Now, we cannot minimize the sudden shock a loved one would feel in this particular case of a gun-related death. But as Muslims, we are comforted in knowing that the innocent will not be wronged in heaven (3:25), and those who died while fighting injustice will be exalted to the high status of martyrdom (3:169).

And what about those of us who have to remain behind? Allah tries who He pleases, but never places a burden upon us beyond our capacity (2:286). It is through our perseverance and ardent prayers (2:153) that we will find our reward and be reunited with our loved one in the afterlife (52:21).

The Rev. Barbara Whitlow 

The Rev. Barbara Whitlow  Credit: Morgan Campbell

The Rev. Barbara Whitlow

Pastor, Hauppauge United Methodist Church and First United Methodist Church of Central Islip

As gun violence increases, hundreds of people are left on their own to grapple with the long-term effects of trauma including spiritual, behavioral and emotional issues. Christian counseling must affirm that victims are not to blame for the trauma of their experiences, and it must make clear that evil events are the result of sin that exists in the fallen world. Scripture can help victims find reassurance and hope as they continue on the path to recovery.

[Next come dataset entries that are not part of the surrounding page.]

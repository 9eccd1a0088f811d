//! Step pipeline - runs context assembly, plan generation, extraction,
//! scheduling and materialization for one step

use crate::{
    agent::GenerationProvider,
    core::{
        atomic_write, AssembledContext, ContextAssembler, ContextStore, InitReport, PipelineError,
        ProjectConfig, ProjectLayout, Result, RunOutcome, Settings, StepCatalog, StepRunReport,
    },
    execution::{
        bootstrap::{resolve_template_dir, SpecBootstrapper, SpecSource},
        generator::{PlanGenerator, PlanRequest},
        materializer::Materializer,
        parser::PlanParser,
        scheduler::ActionScheduler,
    },
    persistence::{HistoryBackend, ProjectLock, RunRecord},
};
use chrono::Utc;
use serde_json::Value;
use std::path::{Path, PathBuf};
use std::sync::Arc;
use tracing::{error, info, warn};
use uuid::Uuid;

/// Events that can occur while initializing or running a step
#[derive(Debug, Clone)]
pub enum PipelineEvent {
    SpecStarted {
        template: String,
    },
    SpecWritten {
        template: String,
        source: SpecSource,
    },
    StepStarted {
        run_id: Uuid,
        step_id: String,
        model: String,
    },
    ContextAssembled {
        step_id: String,
        included: Vec<u32>,
        missing: Vec<u32>,
    },
    PlanSaved {
        step_id: String,
        path: PathBuf,
    },
    ActionsExtracted {
        step_id: String,
        count: usize,
        dropped: usize,
    },
    StepCompleted {
        step_id: String,
        outcome: RunOutcome,
        ok: bool,
    },
    StepFailed {
        step_id: String,
        error: String,
    },
}

/// Type for event handlers
pub type EventHandler = Arc<dyn Fn(PipelineEvent) + Send + Sync>;

/// Per-run switches
#[derive(Debug, Clone, Default)]
pub struct RunOptions {
    /// Write missing files instead of only reporting them
    pub auto_apply: bool,

    /// Materialization root; `<agent_dir>/outputs` when unset, relative
    /// paths resolve against the project root
    pub target_dir: Option<PathBuf>,

    /// Model override for this run only
    pub model: Option<String>,
}

/// Runs pipeline operations against one project directory
pub struct StepPipeline<P> {
    provider: P,
    settings: Settings,
    layout: ProjectLayout,
    catalog: StepCatalog,
    history: Option<Box<dyn HistoryBackend>>,
    event_handlers: Vec<EventHandler>,
}

impl<P: GenerationProvider> StepPipeline<P> {
    pub fn new(provider: P, settings: Settings, project_root: impl Into<PathBuf>) -> Self {
        let layout = ProjectLayout::new(project_root, &settings.agent_dir);
        Self {
            provider,
            settings,
            layout,
            catalog: StepCatalog::builtin(),
            history: None,
            event_handlers: Vec::new(),
        }
    }

    /// Record every run in `history`
    pub fn with_history(mut self, history: Box<dyn HistoryBackend>) -> Self {
        self.history = Some(history);
        self
    }

    /// Add an event handler
    pub fn add_event_handler<F>(&mut self, handler: F)
    where
        F: Fn(PipelineEvent) + Send + Sync + 'static,
    {
        self.event_handlers.push(Arc::new(handler));
    }

    /// Emit an event to all handlers
    fn emit_event(&self, event: PipelineEvent) {
        for handler in &self.event_handlers {
            handler(event.clone());
        }
    }

    pub fn layout(&self) -> &ProjectLayout {
        &self.layout
    }

    pub fn catalog(&self) -> &StepCatalog {
        &self.catalog
    }

    fn store(&self) -> ContextStore {
        ContextStore::new(self.layout.clone())
    }

    /// Create the project: directories, generated spec files and config
    pub async fn initialize(
        &self,
        problem_description: &str,
        template_dir: Option<&Path>,
        model: Option<&str>,
        force: bool,
    ) -> Result<InitReport> {
        if problem_description.trim().is_empty() {
            return Err(PipelineError::InvalidConfigValue {
                key: "problem_description".to_string(),
                reason: "must not be empty".to_string(),
            });
        }

        let _lock = ProjectLock::acquire(&self.layout)?;
        let bootstrapper = SpecBootstrapper::new(self.settings.provider.timeout_secs);
        bootstrapper.prepare(&self.layout, force)?;

        let template_dir = resolve_template_dir(template_dir);
        let model = model.unwrap_or(&self.settings.provider.default_model);
        info!(
            "Generating specifications with {} from {}",
            model,
            template_dir
                .as_deref()
                .map_or_else(|| "placeholders".to_string(), |d| d.display().to_string())
        );

        let mut report = InitReport {
            agent_dir: self.layout.agent_dir().to_path_buf(),
            config_path: self.layout.config_path(),
            template_directory: template_dir.clone(),
            generated: Vec::new(),
            placeholder_templates: Vec::new(),
            failed: Vec::new(),
        };

        for step in self.catalog.steps() {
            self.emit_event(PipelineEvent::SpecStarted {
                template: step.template.clone(),
            });

            let draft = bootstrapper
                .draft_spec(
                    &self.provider,
                    model,
                    problem_description,
                    step,
                    template_dir.as_deref(),
                )
                .await;
            atomic_write(&self.layout.template_path(&draft.template), draft.content.as_bytes())?;

            match draft.source {
                SpecSource::Generated => report.generated.push(draft.template.clone()),
                SpecSource::GeneratedFromPlaceholder => {
                    report.generated.push(draft.template.clone());
                    report.placeholder_templates.push(draft.template.clone());
                }
                SpecSource::ErrorNotice => report.failed.push(draft.template.clone()),
            }

            self.emit_event(PipelineEvent::SpecWritten {
                template: draft.template,
                source: draft.source,
            });
        }

        let config = ProjectConfig::new(
            problem_description,
            template_dir.map(|d| d.display().to_string()),
            model,
        );
        config.save(&self.layout)?;

        info!(
            "Initialized {} ({}/{} specs generated)",
            self.layout.agent_dir().display(),
            report.generated.len(),
            self.catalog.steps().len()
        );
        Ok(report)
    }

    /// Run one step; `None` runs the step after the last completed one
    pub async fn run_step(&self, step_id: Option<&str>, options: &RunOptions) -> Result<StepRunReport> {
        ensure_initialized(&self.layout)?;
        let _lock = ProjectLock::acquire(&self.layout)?;
        let config = ProjectConfig::load(&self.layout)?;

        let step_id = match step_id {
            Some(id) => self.catalog.get(id)?.id.clone(),
            None => self
                .catalog
                .next_after(config.current_step.as_deref())
                .map(|s| s.id.clone())
                .ok_or_else(|| {
                    PipelineError::NoNextStep(config.current_step.clone().unwrap_or_default())
                })?,
        };
        let model = options.model.clone().unwrap_or_else(|| config.model.clone());

        let run_id = Uuid::new_v4();
        let started_at = Utc::now();
        info!("Running {} with {} (run {})", step_id, model, run_id);
        self.emit_event(PipelineEvent::StepStarted {
            run_id,
            step_id: step_id.clone(),
            model: model.clone(),
        });

        let result = self.execute_step(run_id, &step_id, &model, &config, options).await;

        match &result {
            Ok(report) => {
                // Files are already on disk, so a failed cursor save only warns
                if report.ok {
                    if let Err(e) = self.advance_current_step(config, &step_id) {
                        warn!("Could not record {} as the current step: {}", step_id, e);
                    }
                }
                self.emit_event(PipelineEvent::StepCompleted {
                    step_id: step_id.clone(),
                    outcome: report.outcome,
                    ok: report.ok,
                });
                self.record_history(RunRecord::from_report(report, started_at)).await;
            }
            Err(e) => {
                error!("Step {} failed: {}", step_id, e);
                self.emit_event(PipelineEvent::StepFailed {
                    step_id: step_id.clone(),
                    error: e.to_string(),
                });
                self.record_history(RunRecord::failed(run_id, &step_id, &model, started_at, &e.to_string()))
                    .await;
            }
        }

        result
    }

    async fn execute_step(
        &self,
        run_id: Uuid,
        step_id: &str,
        model: &str,
        config: &ProjectConfig,
        options: &RunOptions,
    ) -> Result<StepRunReport> {
        let store = self.store();
        let assembled: AssembledContext =
            ContextAssembler::new(self.catalog.clone(), store.clone()).assemble(step_id)?;
        self.emit_event(PipelineEvent::ContextAssembled {
            step_id: step_id.to_string(),
            included: assembled.included.clone(),
            missing: assembled.missing.clone(),
        });

        let timeout_secs = self.settings.provider.timeout_secs;
        let request = PlanRequest {
            problem_description: &config.problem_description,
            model,
            assembled: &assembled,
            first_plan: !store.has_output(step_id),
        };
        let plan = PlanGenerator::new(timeout_secs)
            .generate(&self.provider, &request)
            .await?;

        // Saved before extraction so a parse failure never loses the plan
        let plan_path = store.write_output(step_id, &plan)?;
        self.emit_event(PipelineEvent::PlanSaved {
            step_id: step_id.to_string(),
            path: plan_path.clone(),
        });

        let parsed = PlanParser::new(timeout_secs)
            .parse(&self.provider, &plan, model)
            .await;
        self.emit_event(PipelineEvent::ActionsExtracted {
            step_id: step_id.to_string(),
            count: parsed.actions.len(),
            dropped: parsed.dropped.len(),
        });
        let parse_diagnostics = parsed.diagnostics();

        let actions = ActionScheduler::new(self.settings.truncation).schedule(parsed.actions);

        let (applied, needs_review, ok, outcome) = if actions.is_empty() {
            info!("No extractable file actions for {}; plan saved to {}", step_id, plan_path.display());
            (Vec::new(), Vec::new(), true, RunOutcome::NoExtractableActions)
        } else {
            let target = self.resolve_target_dir(options.target_dir.as_deref());
            let materializer = Materializer::new(target, &plan_path).with_reserved(self.reserved_paths());
            info!(
                "Materializing {} actions into {}",
                actions.len(),
                materializer.target_dir().display()
            );
            let result = materializer.materialize(&actions, options.auto_apply);
            let outcome = if result.ok {
                RunOutcome::Materialized
            } else {
                RunOutcome::WriteFailures
            };
            (result.applied, result.needs_review, result.ok, outcome)
        };

        Ok(StepRunReport {
            run_id,
            step_id: step_id.to_string(),
            model: model.to_string(),
            plan_path,
            plan,
            actions,
            applied,
            needs_review,
            ok,
            outcome,
            parse_diagnostics,
        })
    }

    fn resolve_target_dir(&self, requested: Option<&Path>) -> PathBuf {
        match requested {
            Some(dir) if dir.is_absolute() => dir.to_path_buf(),
            Some(dir) => self.layout.root().join(dir),
            None => self.layout.outputs_dir(),
        }
    }

    /// Pipeline-owned files that an extracted action must never create
    fn reserved_paths(&self) -> Vec<PathBuf> {
        let mut paths = vec![
            self.layout.config_path(),
            self.layout.lock_path(),
            self.layout.history_path(),
        ];
        for step in self.catalog.steps() {
            paths.push(self.layout.step_output_path(&step.id));
            paths.push(self.layout.template_path(&step.template));
        }
        paths
    }

    /// Move the numbered-step cursor forward; named steps leave it alone
    fn advance_current_step(&self, mut config: ProjectConfig, step_id: &str) -> Result<()> {
        let step = self.catalog.get(step_id)?;
        if step.ordinal.is_none() {
            return Ok(());
        }
        config.current_step = Some(step_id.to_string());
        config.save(&self.layout)
    }

    async fn record_history(&self, record: RunRecord) {
        if let Some(history) = &self.history {
            if let Err(e) = history.record(&record).await {
                warn!("Failed to record run {} in history: {:#}", record.run_id, e);
            }
        }
    }

    /// Config keys and values
    pub fn config_entries(&self) -> Result<Vec<(&'static str, Value)>> {
        Ok(ProjectConfig::load(&self.layout)?.entries())
    }

    /// Update an allow-listed config key under the project lock
    pub fn set_config_value(&self, key: &str, value: &str) -> Result<ProjectConfig> {
        set_config_value(&self.layout, &self.catalog, key, value)
    }
}

/// Update an allow-listed config key under the project lock
pub fn set_config_value(
    layout: &ProjectLayout,
    catalog: &StepCatalog,
    key: &str,
    value: &str,
) -> Result<ProjectConfig> {
    ensure_initialized(layout)?;
    let _lock = ProjectLock::acquire(layout)?;
    ProjectConfig::update(layout, catalog, key, value)
}

/// Fail with `NotInitialized` before anything is created on disk
fn ensure_initialized(layout: &ProjectLayout) -> Result<()> {
    if layout.config_path().is_file() {
        Ok(())
    } else {
        Err(PipelineError::NotInitialized(layout.config_path()))
    }
}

Zechariah 7:9 affirms that true justice for people is showing mercy, compassion and loving devotion to those who are harmed. In 2 Corinthians 1:3-4 we are reminded that God is the source of all comfort for any who are troubled. God equips and sends out both divine and human comforters to assist weary souls. The 23rd Psalm assures us that God is with us even in the midst of life-altering events. Great hope is found in knowing that as Christ triumphed over death and destruction, we can also do so by faith. In counseling survivors of gun violence, I practice a ministry of presence, equipping families with strength, ensuring that their basic needs continue to be met, and listening to their fears without judgment.

The Rev. Karen Gigante 

The Rev. Karen Gigante  Credit: Rick Kopstein

The Rev. Karen Gigante

Staff Minister, The Center for Spiritual Living, Hicksville

Every life matters and is sacred. When counseling someone who is grieving, it's best just to let them cry and tell the story of their loss without offering any opinions. There are no right or wrong feelings regarding a loss, especially a sudden, unexpected one. Grief is grief, and it is important to acknowledge that something fundamental has changed with this passing.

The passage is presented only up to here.